The bustling Dame Street setting of this story’s opening is appropriate to the tone of Futurism and thriving economy that characterizes the majority of “After the Race.” In “Two Gallants,” the street takes on a more contradicting, even out-of-place, implication. It’s first mentioned as the street in which Corley initially met the girl whom he is about to appeal to for money:
“And where did you pick her up, Corley?” he asked.
Corley ran his tongue swiftly along his upper lip.
“One night, man,” he said, “I was going along Dame Street and I spotted a fine tart under Waterhouse’s clock and said good-night, you know. So we went for a walk round by the canal and she told me she was a slavey in a house in Baggot Street. I put my arm round her and squeezed her a bit that night. Then next Sunday, man, I met her by appointment. We went out to Donnybrook and I brought her into a field there. She told me she used to go with a dairyman…. It was fine, man. Cigarettes every night she’d bring me and paying the tram out and back. And one night she brought me two bloody fine cigars—O, the real cheese, you know, that the old fellow used to smoke…. I was afraid, man, she’d get in the family way. But she’s up to the dodge.”
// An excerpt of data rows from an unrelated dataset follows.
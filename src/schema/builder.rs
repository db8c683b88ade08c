//! Descriptor construction helpers
//!
//! Scalar constructors return shared nodes; [`StructBuilder`] and
//! [`OneOfBuilder`] assemble blocks from them and can record the result in a
//! [`Registry`] under its type name.

use std::collections::BTreeMap;
use std::sync::Arc;

use once_cell::sync::Lazy;
use regex::Regex;

use super::node::{Cardinality, Field, OneOfSchema, ScalarKind, ScalarSchema, SchemaNode, StructSchema};

/// Identifier characters accepted by the service for ids of sheets, visuals, filters, ...
pub static ID_PATTERN: Lazy<Regex> = Lazy::new(|| Regex::new(r"^[\w\-]+$").unwrap());

/// Upper-case `#RRGGBB`
pub static COLOR_PATTERN: Lazy<Regex> = Lazy::new(|| Regex::new(r"^#[0-9A-F]{6}$").unwrap());

/// `#RRGGBB` with optional alpha byte
pub static COLOR_ALPHA_PATTERN: Lazy<Regex> =
    Lazy::new(|| Regex::new(r"^#[0-9A-F]{6}(?:[0-9A-F]{2})?$").unwrap());

/// Alphanumeric parameter names
pub static PARAMETER_NAME_PATTERN: Lazy<Regex> =
    Lazy::new(|| Regex::new(r"^[0-9A-Za-z]+$").unwrap());

fn scalar(schema: ScalarSchema) -> Arc<SchemaNode> {
    Arc::new(SchemaNode::Scalar(schema))
}

pub fn string() -> Arc<SchemaNode> {
    scalar(ScalarSchema::new(ScalarKind::String))
}

pub fn string_len(min: usize, max: usize) -> Arc<SchemaNode> {
    scalar(ScalarSchema::new(ScalarKind::String).with_length(min, max))
}

/// String restricted by a regular expression
pub fn pattern(regex: &Regex) -> Arc<SchemaNode> {
    scalar(ScalarSchema::new(ScalarKind::String).with_pattern(regex))
}

pub fn integer() -> Arc<SchemaNode> {
    scalar(ScalarSchema::new(ScalarKind::Integer))
}

pub fn int_range(min: i64, max: i64) -> Arc<SchemaNode> {
    scalar(ScalarSchema::new(ScalarKind::Integer).with_range(min as f64, max as f64))
}

pub fn float() -> Arc<SchemaNode> {
    scalar(ScalarSchema::new(ScalarKind::Float))
}

pub fn float_range(min: f64, max: f64) -> Arc<SchemaNode> {
    scalar(ScalarSchema::new(ScalarKind::Float).with_range(min, max))
}

pub fn boolean() -> Arc<SchemaNode> {
    scalar(ScalarSchema::new(ScalarKind::Bool))
}

pub fn enumeration(values: &[&str]) -> Arc<SchemaNode> {
    scalar(ScalarSchema::new(ScalarKind::Enum).with_enum_values(values.iter().copied()))
}

pub fn timestamp() -> Arc<SchemaNode> {
    scalar(ScalarSchema::new(ScalarKind::Timestamp))
}

/// Integer carried as a string, with inclusive bounds on the parsed value
pub fn nullable_int(min: i64, max: i64) -> Arc<SchemaNode> {
    scalar(ScalarSchema::new(ScalarKind::NullableInt).with_range(min as f64, max as f64))
}

pub fn hex_color() -> Arc<SchemaNode> {
    scalar(ScalarSchema::new(ScalarKind::Color).with_pattern(&COLOR_PATTERN))
}

pub fn hex_color_alpha() -> Arc<SchemaNode> {
    scalar(ScalarSchema::new(ScalarKind::Color).with_pattern(&COLOR_ALPHA_PATTERN))
}

/// Parameter name: 1 to 2048 alphanumeric characters
pub fn parameter_name() -> Arc<SchemaNode> {
    scalar(
        ScalarSchema::new(ScalarKind::String)
            .with_length(1, 2048)
            .with_pattern(&PARAMETER_NAME_PATTERN),
    )
}

/// Service identifier: 1 to 512 word characters or dashes
pub fn id() -> Arc<SchemaNode> {
    scalar(
        ScalarSchema::new(ScalarKind::String)
            .with_length(1, 512)
            .with_pattern(&ID_PATTERN),
    )
}

/// Named node types, keyed by type name
#[derive(Debug, Clone, Default)]
pub struct Registry {
    nodes: BTreeMap<String, Arc<SchemaNode>>,
}

impl Registry {
    pub fn new() -> Self {
        Self::default()
    }

    /// Record a node under its type name, replacing any previous entry
    pub fn insert(&mut self, node: Arc<SchemaNode>) -> Arc<SchemaNode> {
        let name = node.name().to_string();
        if self.nodes.insert(name.clone(), Arc::clone(&node)).is_some() {
            tracing::debug!("Replaced schema node {}", name);
        }
        node
    }

    pub fn get(&self, name: &str) -> Option<&Arc<SchemaNode>> {
        self.nodes.get(name)
    }

    /// Registered type names in lexical order
    pub fn names(&self) -> impl Iterator<Item = &str> {
        self.nodes.keys().map(String::as_str)
    }

    pub fn len(&self) -> usize {
        self.nodes.len()
    }

    pub fn is_empty(&self) -> bool {
        self.nodes.is_empty()
    }
}

/// Builder for struct nodes
#[derive(Debug)]
pub struct StructBuilder {
    name: String,
    fields: Vec<Field>,
}

impl StructBuilder {
    pub fn new(name: impl Into<String>) -> Self {
        Self {
            name: name.into(),
            fields: Vec::new(),
        }
    }

    fn push(mut self, name: &str, node: &Arc<SchemaNode>, cardinality: Cardinality) -> Self {
        self.fields
            .push(Field::new(name, Arc::clone(node), cardinality));
        self
    }

    pub fn required(self, name: &str, node: &Arc<SchemaNode>) -> Self {
        self.push(name, node, Cardinality::Required)
    }

    pub fn optional(self, name: &str, node: &Arc<SchemaNode>) -> Self {
        self.push(name, node, Cardinality::OptionalSingle)
    }

    pub fn list(self, name: &str, node: &Arc<SchemaNode>, min: usize, max: usize) -> Self {
        self.push(name, node, Cardinality::List { min, max })
    }

    pub fn set(self, name: &str, node: &Arc<SchemaNode>, min: usize, max: usize) -> Self {
        self.push(name, node, Cardinality::Set { min, max })
    }

    /// Override the wire member name of the most recently added field
    pub fn wire(mut self, wire_name: &str) -> Self {
        if let Some(field) = self.fields.last_mut() {
            field.wire_name = Some(wire_name.to_string());
        }
        self
    }

    pub fn build(self) -> Arc<SchemaNode> {
        Arc::new(SchemaNode::Struct(StructSchema {
            name: self.name,
            fields: self.fields,
        }))
    }

    /// Build and record in `registry`
    pub fn register(self, registry: &mut Registry) -> Arc<SchemaNode> {
        registry.insert(self.build())
    }
}

/// Builder for oneof groups; candidates keep the order they are added in
#[derive(Debug)]
pub struct OneOfBuilder {
    name: String,
    variants: Vec<Field>,
}

impl OneOfBuilder {
    pub fn new(name: impl Into<String>) -> Self {
        Self {
            name: name.into(),
            variants: Vec::new(),
        }
    }

    pub fn variant(mut self, name: &str, node: &Arc<SchemaNode>) -> Self {
        self.variants
            .push(Field::new(name, Arc::clone(node), Cardinality::OptionalSingle));
        self
    }

    /// A candidate carrying an ordered list
    pub fn variant_list(mut self, name: &str, node: &Arc<SchemaNode>, min: usize, max: usize) -> Self {
        self.variants
            .push(Field::new(name, Arc::clone(node), Cardinality::List { min, max }));
        self
    }

    pub fn wire(mut self, wire_name: &str) -> Self {
        if let Some(field) = self.variants.last_mut() {
            field.wire_name = Some(wire_name.to_string());
        }
        self
    }

    pub fn build(self) -> Arc<SchemaNode> {
        Arc::new(SchemaNode::OneOf(OneOfSchema {
            name: self.name,
            variants: self.variants,
        }))
    }

    pub fn register(self, registry: &mut Registry) -> Arc<SchemaNode> {
        registry.insert(self.build())
    }
}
This girl, who works in the upper-class Baggot Street area and hangs out at night outside of Dame Street jewelry stores is, even though a “slavey,” quite better off than Corley. It’s a wonder how he was able to “pick her up” at all, and this remains one of the mysteries of the story. The street appears again as Lenehan wanders solitary through the city waiting for his friend to finish with the girl:
He went into Capel Street and walked along towards the City Hall. Then he turned into Dame Street. At the corner of George’s Street he met two friends of his and stopped to converse with them. He was glad that he could rest from all his walking. His friends asked him had he seen Corley and what was the latest. He replied that he had spent the day with Corley. His friends talked very little. They looked vacantly after some figures in the crowd and sometimes made a critical remark.
Though the text doesn’t point it out, at the corner of Capel and Dame, just across the street from City Hall, sits Watherhouse’s. That the geographic marker worth noting is City Hall, and not the previously-mentioned Waterhouse, could be indicative of Lenehan’s growing resentment toward Corley. Just prior to Lenehan’s arrival at this corner, he has been pondering his own failures, a rumination brought on by imagining Corley and his girl:
When he had eaten all the peas he sipped his ginger beer and sat for some time thinking of Corley’s adventure. In his imagination he beheld the pair of lovers walking along some dark road; he heard Corley’s voice in deep energetic gallantries and saw again the leer of the young woman’s mouth. This vision made him feel keenly his own poverty of purse and spirit. He was tired of knocking about, of pulling the devil by the tail, of shifts and intrigues. He would be thirty-one in November. Would he never get a good job? Would he never have a home of his own?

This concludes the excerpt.